• _DATA IN THIS EXERCISE_
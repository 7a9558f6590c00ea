mod context;
mod error;
mod evaluation_report;
mod expr;
mod field;
mod path_registry;
mod rule;
mod ruleset;
mod schema;
mod tenant;
mod value;

pub use context::{AccessMode, Attributes, FormData, RequestContext};
pub(crate) use context::short_hex;
pub use error::{CompileError, RuleEvaluationError};
pub use evaluation_report::EvaluationReport;
pub use expr::{CompareOp, Expr, PathExpr, has_permission, has_role, path};
pub use field::{
    Discriminator, Field, FieldDef, FieldType, Runtime, RuntimeConditional, ValidationRule,
    ValidationSet,
};
pub use path_registry::PathRegistry;
pub(crate) use rule::CompiledRule;
pub use rule::{BusinessRule, Condition, RuleAction, RuleTarget};
pub use ruleset::{RuleBuilder, RuleRegistry, RuleSet, RuleSetBuilder};
pub use schema::{
    Constituent, ContentHash, Diagnostic, EnrichedField, EnrichedSchema, Node, RefKey,
    ResolvedSchema, SchemaDocument,
};
pub use tenant::TenantOverride;
pub use value::Value;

• _WHAT YOU WILL DO_
Type out the material again exactly as presented.

• _EXERCISE SOLUTION_
repository 7a9558f6590c00ea
mod context;
mod error;
mod evaluation_report;
mod expr;
mod field;
mod path_registry;
mod rule;
mod ruleset;
mod schema;
mod tenant;
mod value;

pub use context::{AccessMode, Attributes, FormData, RequestContext};
pub(crate) use context::short_hex;
pub use error::{CompileError, RuleEvaluationError};
pub use evaluation_report::EvaluationReport;
pub use expr::{CompareOp, Expr, PathExpr, has_permission, has_role, path};
pub use field::{
    Discriminator, Field, FieldDef, FieldType, Runtime, RuntimeConditional, ValidationRule,
    ValidationSet,
};
pub use path_registry::PathRegistry;
pub(crate) use rule::CompiledRule;
pub use rule::{BusinessRule, Condition, RuleAction, RuleTarget};
pub use ruleset::{RuleBuilder, RuleRegistry, RuleSet, RuleSetBuilder};
pub use schema::{
    Constituent, ContentHash, Diagnostic, EnrichedField, EnrichedSchema, Node, RefKey,
    ResolvedSchema, SchemaDocument,
};
pub use tenant::TenantOverride;
pub use value::Value;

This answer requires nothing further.